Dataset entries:

○ ○ ○ ○

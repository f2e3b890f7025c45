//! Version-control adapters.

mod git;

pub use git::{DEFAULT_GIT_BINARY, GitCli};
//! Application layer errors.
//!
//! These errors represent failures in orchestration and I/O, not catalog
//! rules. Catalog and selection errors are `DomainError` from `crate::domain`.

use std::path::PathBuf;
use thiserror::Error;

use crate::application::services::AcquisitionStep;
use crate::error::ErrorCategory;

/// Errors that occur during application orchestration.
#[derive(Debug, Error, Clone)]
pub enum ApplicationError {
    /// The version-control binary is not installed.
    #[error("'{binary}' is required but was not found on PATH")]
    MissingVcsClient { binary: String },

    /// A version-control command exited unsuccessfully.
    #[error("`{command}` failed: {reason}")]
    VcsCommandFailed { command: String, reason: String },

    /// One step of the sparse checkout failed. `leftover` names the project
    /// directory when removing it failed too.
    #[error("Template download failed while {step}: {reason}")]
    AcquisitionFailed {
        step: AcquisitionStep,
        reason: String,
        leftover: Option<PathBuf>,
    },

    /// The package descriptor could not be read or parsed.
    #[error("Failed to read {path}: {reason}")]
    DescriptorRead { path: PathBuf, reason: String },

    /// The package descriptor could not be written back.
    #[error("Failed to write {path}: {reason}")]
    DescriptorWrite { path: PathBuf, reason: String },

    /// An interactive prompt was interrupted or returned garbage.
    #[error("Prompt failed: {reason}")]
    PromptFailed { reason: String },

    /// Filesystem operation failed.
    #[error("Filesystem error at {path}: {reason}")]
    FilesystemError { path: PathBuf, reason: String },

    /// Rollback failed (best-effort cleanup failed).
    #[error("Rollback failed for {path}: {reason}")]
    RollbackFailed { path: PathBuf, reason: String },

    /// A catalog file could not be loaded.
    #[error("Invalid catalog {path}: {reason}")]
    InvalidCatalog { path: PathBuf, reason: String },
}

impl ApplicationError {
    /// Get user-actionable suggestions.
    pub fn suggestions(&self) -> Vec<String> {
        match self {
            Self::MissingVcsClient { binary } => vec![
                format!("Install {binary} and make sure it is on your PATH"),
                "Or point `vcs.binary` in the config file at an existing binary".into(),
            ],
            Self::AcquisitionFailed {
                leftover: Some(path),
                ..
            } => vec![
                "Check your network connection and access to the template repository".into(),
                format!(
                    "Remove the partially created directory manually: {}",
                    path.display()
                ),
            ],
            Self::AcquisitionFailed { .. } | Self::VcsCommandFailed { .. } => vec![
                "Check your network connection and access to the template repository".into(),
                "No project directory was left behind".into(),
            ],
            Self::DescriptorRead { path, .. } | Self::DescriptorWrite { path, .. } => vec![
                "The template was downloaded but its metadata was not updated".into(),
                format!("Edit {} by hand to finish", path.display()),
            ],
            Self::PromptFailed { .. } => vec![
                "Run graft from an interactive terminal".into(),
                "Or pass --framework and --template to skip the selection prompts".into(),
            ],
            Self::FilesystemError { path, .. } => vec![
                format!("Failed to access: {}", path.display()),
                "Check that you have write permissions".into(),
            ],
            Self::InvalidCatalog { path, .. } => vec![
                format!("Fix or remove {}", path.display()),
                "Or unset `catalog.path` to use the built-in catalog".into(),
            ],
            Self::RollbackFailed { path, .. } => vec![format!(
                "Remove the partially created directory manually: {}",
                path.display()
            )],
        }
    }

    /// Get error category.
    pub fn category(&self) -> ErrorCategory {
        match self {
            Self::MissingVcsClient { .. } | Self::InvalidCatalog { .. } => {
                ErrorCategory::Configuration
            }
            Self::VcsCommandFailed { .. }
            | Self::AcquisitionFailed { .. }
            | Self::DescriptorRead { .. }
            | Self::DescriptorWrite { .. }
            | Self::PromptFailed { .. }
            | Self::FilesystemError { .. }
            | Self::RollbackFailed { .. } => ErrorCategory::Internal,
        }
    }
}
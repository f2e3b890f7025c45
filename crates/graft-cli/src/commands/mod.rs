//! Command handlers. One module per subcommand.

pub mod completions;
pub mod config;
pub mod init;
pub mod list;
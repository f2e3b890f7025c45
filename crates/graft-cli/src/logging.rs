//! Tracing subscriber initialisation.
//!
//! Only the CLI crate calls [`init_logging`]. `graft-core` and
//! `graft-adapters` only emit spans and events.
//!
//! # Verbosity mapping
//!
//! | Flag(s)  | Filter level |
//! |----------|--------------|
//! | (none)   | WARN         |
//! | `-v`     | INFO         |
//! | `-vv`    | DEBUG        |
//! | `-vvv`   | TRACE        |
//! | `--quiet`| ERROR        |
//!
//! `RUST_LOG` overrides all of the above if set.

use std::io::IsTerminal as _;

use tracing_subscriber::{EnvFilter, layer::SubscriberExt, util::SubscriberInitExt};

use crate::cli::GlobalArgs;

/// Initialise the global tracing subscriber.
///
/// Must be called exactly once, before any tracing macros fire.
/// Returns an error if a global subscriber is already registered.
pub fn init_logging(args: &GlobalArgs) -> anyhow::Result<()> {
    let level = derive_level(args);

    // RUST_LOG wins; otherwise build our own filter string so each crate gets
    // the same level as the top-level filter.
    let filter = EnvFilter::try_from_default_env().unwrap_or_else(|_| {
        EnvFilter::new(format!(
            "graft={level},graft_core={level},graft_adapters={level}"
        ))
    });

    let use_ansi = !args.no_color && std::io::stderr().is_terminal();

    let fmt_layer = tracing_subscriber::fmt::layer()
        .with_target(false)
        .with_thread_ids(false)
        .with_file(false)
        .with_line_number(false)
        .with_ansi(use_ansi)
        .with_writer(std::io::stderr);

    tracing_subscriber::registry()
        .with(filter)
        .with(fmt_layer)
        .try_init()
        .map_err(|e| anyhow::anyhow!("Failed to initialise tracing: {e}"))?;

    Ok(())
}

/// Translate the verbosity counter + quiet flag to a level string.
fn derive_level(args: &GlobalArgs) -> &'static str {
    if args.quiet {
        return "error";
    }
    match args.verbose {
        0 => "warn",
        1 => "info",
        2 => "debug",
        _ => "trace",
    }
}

○ ○ ○ ○

#### Work item:
Output each line of the entries exactly, so that nothing is lost.

#### Result:
repository f2e3b890f7025c45
//! Version-control adapters.

mod git;

pub use git::{DEFAULT_GIT_BINARY, GitCli};
//! Application layer errors.
//!
//! These errors represent failures in orchestration and I/O, not catalog
//! rules. Catalog and selection errors are `DomainError` from `crate::domain`.

use std::path::PathBuf;
use thiserror::Error;

use crate::application::services::AcquisitionStep;
use crate::error::ErrorCategory;

/// Errors that occur during application orchestration.
#[derive(Debug, Error, Clone)]
pub enum ApplicationError {
    /// The version-control binary is not installed.
    #[error("'{binary}' is required but was not found on PATH")]
    MissingVcsClient { binary: String },

    /// A version-control command exited unsuccessfully.
    #[error("`{command}` failed: {reason}")]
    VcsCommandFailed { command: String, reason: String },

    /// One step of the sparse checkout failed. `leftover` names the project
    /// directory when removing it failed too.
    #[error("Template download failed while {step}: {reason}")]
    AcquisitionFailed {
        step: AcquisitionStep,
        reason: String,
        leftover: Option<PathBuf>,
    },

    /// The package descriptor could not be read or parsed.
    #[error("Failed to read {path}: {reason}")]
    DescriptorRead { path: PathBuf, reason: String },

    /// The package descriptor could not be written back.
    #[error("Failed to write {path}: {reason}")]
    DescriptorWrite { path: PathBuf, reason: String },

    /// An interactive prompt was interrupted or returned garbage.
    #[error("Prompt failed: {reason}")]
    PromptFailed { reason: String },

    /// Filesystem operation failed.
    #[error("Filesystem error at {path}: {reason}")]
    FilesystemError { path: PathBuf, reason: String },

    /// Rollback failed (best-effort cleanup failed).
    #[error("Rollback failed for {path}: {reason}")]
    RollbackFailed { path: PathBuf, reason: String },

    /// A catalog file could not be loaded.
    #[error("Invalid catalog {path}: {reason}")]
    InvalidCatalog { path: PathBuf, reason: String },
}

impl ApplicationError {
    /// Get user-actionable suggestions.
    pub fn suggestions(&self) -> Vec<String> {
        match self {
            Self::MissingVcsClient { binary } => vec![
                format!("Install {binary} and make sure it is on your PATH"),
                "Or point `vcs.binary` in the config file at an existing binary".into(),
            ],
            Self::AcquisitionFailed {
                leftover: Some(path),
                ..
            } => vec![
                "Check your network connection and access to the template repository".into(),
                format!(
                    "Remove the partially created directory manually: {}",
                    path.display()
                ),
            ],
            Self::AcquisitionFailed { .. } | Self::VcsCommandFailed { .. } => vec![
                "Check your network connection and access to the template repository".into(),
                "No project directory was left behind".into(),
            ],
            Self::DescriptorRead { path, .. } | Self::DescriptorWrite { path, .. } => vec![
                "The template was downloaded but its metadata was not updated".into(),
                format!("Edit {} by hand to finish", path.display()),
            ],
            Self::PromptFailed { .. } => vec![
                "Run graft from an interactive terminal".into(),
                "Or pass --framework and --template to skip the selection prompts".into(),
            ],
            Self::FilesystemError { path, .. } => vec![
                format!("Failed to access: {}", path.display()),
                "Check that you have write permissions".into(),
            ],
            Self::InvalidCatalog { path, .. } => vec![
                format!("Fix or remove {}", path.display()),
                "Or unset `catalog.path` to use the built-in catalog".into(),
            ],
            Self::RollbackFailed { path, .. } => vec![format!(
                "Remove the partially created directory manually: {}",
                path.display()
            )],
        }
    }

    /// Get error category.
    pub fn category(&self) -> ErrorCategory {
        match self {
            Self::MissingVcsClient { .. } | Self::InvalidCatalog { .. } => {
                ErrorCategory::Configuration
            }
            Self::VcsCommandFailed { .. }
            | Self::AcquisitionFailed { .. }
            | Self::DescriptorRead { .. }
            | Self::DescriptorWrite { .. }
            | Self::PromptFailed { .. }
            | Self::FilesystemError { .. }
            | Self::RollbackFailed { .. } => ErrorCategory::Internal,
        }
    }
}
repository f2e3b890f7025c45
filename crates/graft-cli/src/commands/mod.rs
//! Command handlers. One module per subcommand.

pub mod completions;
pub mod config;
pub mod init;
pub mod list;
repository f2e3b890f7025c45
filename crates/graft-cli/src/logging.rs
//! Tracing subscriber initialisation.
//!
//! Only the CLI crate calls [`init_logging`]. `graft-core` and
//! `graft-adapters` only emit spans and events.
//!
//! # Verbosity mapping
//!
//! | Flag(s)  | Filter level |
//! |----------|--------------|
//! | (none)   | WARN         |
//! | `-v`     | INFO         |
//! | `-vv`    | DEBUG        |
//! | `-vvv`   | TRACE        |
//! | `--quiet`| ERROR        |
//!
//! `RUST_LOG` overrides all of the above if set.

use std::io::IsTerminal as _;

use tracing_subscriber::{EnvFilter, layer::SubscriberExt, util::SubscriberInitExt};

use crate::cli::GlobalArgs;

/// Initialise the global tracing subscriber.
///
/// Must be called exactly once, before any tracing macros fire.
/// Returns an error if a global subscriber is already registered.
pub fn init_logging(args: &GlobalArgs) -> anyhow::Result<()> {
    let level = derive_level(args);

    // RUST_LOG wins; otherwise build our own filter string so each crate gets
    // the same level as the top-level filter.
    let filter = EnvFilter::try_from_default_env().unwrap_or_else(|_| {
        EnvFilter::new(format!(
            "graft={level},graft_core={level},graft_adapters={level}"
        ))
    });

    let use_ansi = !args.no_color && std::io::stderr().is_terminal();

    let fmt_layer = tracing_subscriber::fmt::layer()
        .with_target(false)
        .with_thread_ids(false)
        .with_file(false)
        .with_line_number(false)
        .with_ansi(use_ansi)
        .with_writer(std::io::stderr);

    tracing_subscriber::registry()
        .with(filter)
        .with(fmt_layer)
        .try_init()
        .map_err(|e| anyhow::anyhow!("Failed to initialise tracing: {e}"))?;

    Ok(())
}

/// Translate the verbosity counter + quiet flag to a level string.
fn derive_level(args: &GlobalArgs) -> &'static str {
    if args.quiet {
        return "error";
    }
    match args.verbose {
        0 => "warn",
        1 => "info",
        2 => "debug",
        _ => "trace",
    }
}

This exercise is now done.